The ten of us stand in a line, and it tugs on my already frayed nerves to be at the very end. I glare at Monster before he even opens his mouth to say something about it.
“A fucking cult?!” Director yells at us. “A whole goddamn cult? How the hell do you think we’re going to cover this?”
Director approved Reeven Matterson’s death, but not the death of the entire cult. I didn’t mean to kill them all. I mostly wanted to scare them, take out a few of the more brainwashed ones, and set the rest free with wounds and new outlooks. That’s why we left our masks on. But after Remiel… well, I lost myself in a manic episode, and when I came to, I found the eyes of all my brothers the same as mine. We all dipped into the same depravity last night.

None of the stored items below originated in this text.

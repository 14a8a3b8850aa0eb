//! DMA capable memory for descriptor rings.
use core::{
    cell::UnsafeCell,
    mem::MaybeUninit,
    ptr::NonNull,
    sync::atomic::{AtomicBool, Ordering},
};

use super::descr::Descriptor;

#[derive(Debug, Copy, Clone, PartialEq, Eq, thiserror::Error)]
pub enum AllocError {
    #[error("not enough DMA memory for {0} descriptors")]
    OutOfMemory(usize),
    #[error("invalid descriptor ring capacity {0}")]
    InvalidCapacity(usize),
    #[error("descriptor memory is already in use")]
    InUse,
    #[error("descriptor memory at {0:#x} is not addressable by the DMA hardware")]
    NotAddressable(usize),
}

/// Translation of a CPU address into the 32-bit address seen by the DMA hardware.
pub type BusAddrFn = fn(addr: usize) -> Option<u32>;

/// Identity mapping. Addresses beyond the 32-bit bus are not addressable.
#[inline]
pub fn identity_bus_addr(addr: usize) -> Option<u32> {
    u32::try_from(addr).ok()
}

/// Contiguous block of descriptors which is visible to the DMA hardware.
#[derive(Debug)]
pub struct DescriptorRegion {
    ptr: NonNull<Descriptor>,
    len: usize,
    bus_addr: u32,
}

// Safety: The region is the only handle to its descriptors.
unsafe impl Send for DescriptorRegion {}

impl DescriptorRegion {
    /// # Safety
    ///
    /// `ptr` must point to `len` initialized descriptors which stay valid and are not accessed
    /// through any other handle until the region is returned with [DmaMemory::free].
    /// `bus_addr` must be the address of the first descriptor as seen by the DMA hardware.
    #[inline]
    pub const unsafe fn new(ptr: NonNull<Descriptor>, len: usize, bus_addr: u32) -> Self {
        Self { ptr, len, bus_addr }
    }

    #[inline]
    pub fn as_slice(&self) -> &[Descriptor] {
        // Safety: Guaranteed by the constructor contract.
        unsafe { core::slice::from_raw_parts(self.ptr.as_ptr(), self.len) }
    }

    #[inline]
    pub fn as_ptr(&self) -> *const Descriptor {
        self.ptr.as_ptr()
    }

    #[inline]
    pub fn bus_addr(&self) -> u32 {
        self.bus_addr
    }

    /// Number of descriptor slots.
    #[inline]
    pub fn len(&self) -> usize {
        self.len
    }

    #[inline]
    pub fn is_empty(&self) -> bool {
        self.len == 0
    }

    #[inline]
    pub fn size_in_bytes(&self) -> usize {
        self.len * core::mem::size_of::<Descriptor>()
    }
}

/// Allocator for descriptor rings.
///
/// # Safety
///
/// Regions returned by [Self::allocate] must satisfy the contract of [DescriptorRegion::new]
/// and must be suitable for DMA: either the memory is coherent with the DMA master, or
/// [Self::sync_for_device] makes CPU writes visible to it.
pub unsafe trait DmaMemory {
    fn allocate(&mut self, slots: usize) -> Result<DescriptorRegion, AllocError>;

    fn free(&mut self, region: DescriptorRegion);

    /// Make all CPU writes to the region visible to the DMA hardware.
    ///
    /// The default implementation does nothing, which is correct for coherent memory.
    fn sync_for_device(&mut self, _region: &DescriptorRegion) {}
}

/// Statically allocated descriptor memory for one ring.
///
/// The user should declare this structure inside uncached memory. It can be placed into memory
/// which is not zero-initialized.
pub struct DescriptorPool<const SLOTS: usize> {
    descriptors: UnsafeCell<MaybeUninit<[Descriptor; SLOTS]>>,
    taken: AtomicBool,
    bus_addr: BusAddrFn,
}

unsafe impl<const SLOTS: usize> Sync for DescriptorPool<SLOTS> {}

impl<const SLOTS: usize> DescriptorPool<SLOTS> {
    /// Pool which is addressed by the DMA hardware with its CPU address.
    #[inline]
    pub const fn new() -> Self {
        Self::with_bus_addr(identity_bus_addr)
    }

    #[inline]
    pub const fn with_bus_addr(bus_addr: BusAddrFn) -> Self {
        Self {
            descriptors: UnsafeCell::new(MaybeUninit::uninit()),
            taken: AtomicBool::new(false),
            bus_addr,
        }
    }

    #[inline]
    pub fn is_taken(&self) -> bool {
        self.taken.load(Ordering::Relaxed)
    }
}

impl<const SLOTS: usize> Default for DescriptorPool<SLOTS> {
    fn default() -> Self {
        Self::new()
    }
}

unsafe impl<const SLOTS: usize> DmaMemory for &'static DescriptorPool<SLOTS> {
    fn allocate(&mut self, slots: usize) -> Result<DescriptorRegion, AllocError> {
        if slots == 0 {
            return Err(AllocError::InvalidCapacity(slots));
        }
        if slots > SLOTS {
            return Err(AllocError::OutOfMemory(slots));
        }
        if self.taken.swap(true, Ordering::SeqCst) {
            return Err(AllocError::InUse);
        }
        let descr = unsafe { &mut *self.descriptors.get() };
        descr.write([const { Descriptor::new() }; SLOTS]);
        let ptr = NonNull::from(unsafe { descr.assume_init_mut() }).cast::<Descriptor>();
        let addr = ptr.as_ptr() as usize;
        let Some(bus_addr) = (self.bus_addr)(addr) else {
            self.taken.store(false, Ordering::SeqCst);
            return Err(AllocError::NotAddressable(addr));
        };
        Ok(unsafe { DescriptorRegion::new(ptr, slots, bus_addr) })
    }

    fn free(&mut self, region: DescriptorRegion) {
        if core::ptr::eq(region.as_ptr(), self.descriptors.get().cast::<Descriptor>()) {
            self.taken.store(false, Ordering::SeqCst);
        }
    }
}

/// Heap backed descriptor memory.
///
/// The heap must be placed in memory which is visible to the DMA hardware. For cached memory,
/// pass a cache clean function which is called with the start address and size of the ring
/// before the hardware is allowed to read it.
#[cfg(feature = "alloc")]
#[derive(Debug, Copy, Clone)]
pub struct HeapDmaMemory {
    clean_cache: Option<fn(addr: usize, len: usize)>,
    bus_addr: BusAddrFn,
}

#[cfg(feature = "alloc")]
impl Default for HeapDmaMemory {
    fn default() -> Self {
        Self::new()
    }
}

#[cfg(feature = "alloc")]
impl HeapDmaMemory {
    /// Heap memory which is coherent with the DMA hardware.
    #[inline]
    pub const fn new() -> Self {
        Self {
            clean_cache: None,
            bus_addr: identity_bus_addr,
        }
    }

    #[inline]
    pub const fn with_cache_clean(clean_cache: fn(addr: usize, len: usize)) -> Self {
        Self {
            clean_cache: Some(clean_cache),
            bus_addr: identity_bus_addr,
        }
    }

    /// Use a custom CPU to bus address translation.
    #[inline]
    pub const fn with_bus_addr(mut self, bus_addr: BusAddrFn) -> Self {
        self.bus_addr = bus_addr;
        self
    }

    fn layout(slots: usize) -> Result<core::alloc::Layout, AllocError> {
        if slots == 0 {
            return Err(AllocError::InvalidCapacity(slots));
        }
        core::alloc::Layout::array::<Descriptor>(slots)
            .map_err(|_| AllocError::InvalidCapacity(slots))
    }
}

#[cfg(feature = "alloc")]
unsafe impl DmaMemory for HeapDmaMemory {
    fn allocate(&mut self, slots: usize) -> Result<DescriptorRegion, AllocError> {
        let layout = Self::layout(slots)?;
        // All-zero bytes are a valid, cleared descriptor.
        let raw = unsafe { alloc::alloc::alloc_zeroed(layout) };
        let ptr = NonNull::new(raw.cast::<Descriptor>()).ok_or(AllocError::OutOfMemory(slots))?;
        let addr = ptr.as_ptr() as usize;
        let Some(bus_addr) = (self.bus_addr)(addr) else {
            unsafe { alloc::alloc::dealloc(raw, layout) };
            return Err(AllocError::NotAddressable(addr));
        };
        Ok(unsafe { DescriptorRegion::new(ptr, slots, bus_addr) })
    }

    fn free(&mut self, region: DescriptorRegion) {
        if let Ok(layout) = Self::layout(region.len()) {
            unsafe { alloc::alloc::dealloc(region.as_ptr() as *mut u8, layout) };
        }
    }

    fn sync_for_device(&mut self, region: &DescriptorRegion) {
        if let Some(clean_cache) = self.clean_cache {
            clean_cache(region.as_ptr() as usize, region.size_in_bytes());
        }
    }
}

#[cfg(test)]
mod tests {
    use super::*;

    fn low_bits(addr: usize) -> Option<u32> {
        Some(addr as u32)
    }

    fn unreachable_bus(_addr: usize) -> Option<u32> {
        None
    }

    static POOL: DescriptorPool<8> = DescriptorPool::with_bus_addr(low_bits);

    #[test]
    fn bus_addr_translation() {
        assert_eq!(identity_bus_addr(0x3F00_0000), Some(0x3F00_0000));
        assert_eq!(identity_bus_addr(u32::MAX as usize), Some(u32::MAX));
        #[cfg(target_pointer_width = "64")]
        assert_eq!(identity_bus_addr(0x1_0000_0000), None);
    }

    #[test]
    fn unaddressable_pool_is_released() {
        static UNREACHABLE: DescriptorPool<4> = DescriptorPool::with_bus_addr(unreachable_bus);
        let mut pool = &UNREACHABLE;
        assert!(matches!(
            pool.allocate(4),
            Err(AllocError::NotAddressable(_))
        ));
        assert!(!UNREACHABLE.is_taken());
    }

    #[test]
    fn static_pool_single_use() {
        let mut pool = &POOL;
        assert_eq!(pool.allocate(9).unwrap_err(), AllocError::OutOfMemory(9));
        assert_eq!(pool.allocate(0).unwrap_err(), AllocError::InvalidCapacity(0));
        let region = pool.allocate(4).unwrap();
        assert_eq!(region.len(), 4);
        assert_eq!(region.size_in_bytes(), 32);
        assert!(region.as_slice().iter().all(|d| d.addr() == 0));
        assert!(POOL.is_taken());
        assert_eq!(pool.allocate(4).unwrap_err(), AllocError::InUse);
        pool.free(region);
        assert!(!POOL.is_taken());
        let region = pool.allocate(8).unwrap();
        pool.free(region);
    }

    #[cfg(feature = "alloc")]
    #[test]
    fn heap_memory() {
        use core::sync::atomic::AtomicUsize;
        static CLEANED: AtomicUsize = AtomicUsize::new(0);

        fn clean(_addr: usize, len: usize) {
            CLEANED.store(len, Ordering::SeqCst);
        }

        let mut mem = HeapDmaMemory::with_cache_clean(clean).with_bus_addr(low_bits);
        let region = mem.allocate(16).unwrap();
        assert!(
            region
                .as_slice()
                .iter()
                .all(|d| d.addr() == 0 && d.control().raw_value() == 0)
        );
        mem.sync_for_device(&region);
        assert_eq!(CLEANED.load(Ordering::SeqCst), 16 * 8);
        mem.free(region);
        assert_eq!(
            mem.allocate(0).unwrap_err(),
            AllocError::InvalidCapacity(0)
        );
        let mut unreachable = HeapDmaMemory::new().with_bus_addr(unreachable_bus);
        assert!(matches!(
            unreachable.allocate(4),
            Err(AllocError::NotAddressable(_))
        ));
    }
}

Even Facts, who lifts his jittery hand. “Hello. I have an idea for that.” He pulls a tablet from inside his jacket and hands it to Director.
“A mass suicide?” Director asks. “No one is going to believe that when they worshipped his bloodline.”
“Hello,” Facts repeats. “I wrote a suicide note. It claims that the bloodline has been tainted, and none of them could bear it, so they chose to eradicate it altogether. If you’re wondering how to explain away the state of the… uh, bodies, well, we can use these microchips to our advantage. We can implant them, and when the police and forensics study the bodies, they’ll conclude that they were all chipped and mad. It will also aid in our search to find Axel Graves.”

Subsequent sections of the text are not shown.